Vice-Presidente do Governo aborda os desafios da Região no pós-pandemia

0
28
DR/VPG
DR/VPG

O Vice-Presidente do Governo Regional reconheceu, na passada terça-feira, que a recuperação económica e social da Região no pós-pandemia terá de “contar com todos”, designadamente, “Governo, sociedade civil, IPSS, Misericórdias e empresas”, numa tarefa que será “árdua e difícil”.

Artur Lima falava à margem de uma conferência intitulada “Açores – A Economia e o Social depois da Pandemia”, promovida pelo Rotary Clube de Angra do Heroísmo.

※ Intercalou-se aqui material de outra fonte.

// PRISM - lib.rs
//
// Library entry point, exposing every module for integration testing and
// for use by the `prism` binary.

pub mod app;
pub mod core;
pub mod platform;
pub mod util;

Referindo-se aos idosos, uma das populações mais vulneráveis aos impactos da pandemia, o Vice-Presidente do Governo salientou que, para já, é importante manter “regras mais apertadas nas visitas aos lares”, afirmando, no entanto, o seu desejo para futuro, aquando do regresso à normalidade.

“Espero que a saída dos idosos das instituições para contactos com a família e participação na sua comunidade seja algo possível num futuro próximo”, referiu.

Na ocasião, Artur Lima lembrou que o Executivo açoriano pretende implementar um novo modelo de cuidados aos idosos com base na perspetiva “aging in place”.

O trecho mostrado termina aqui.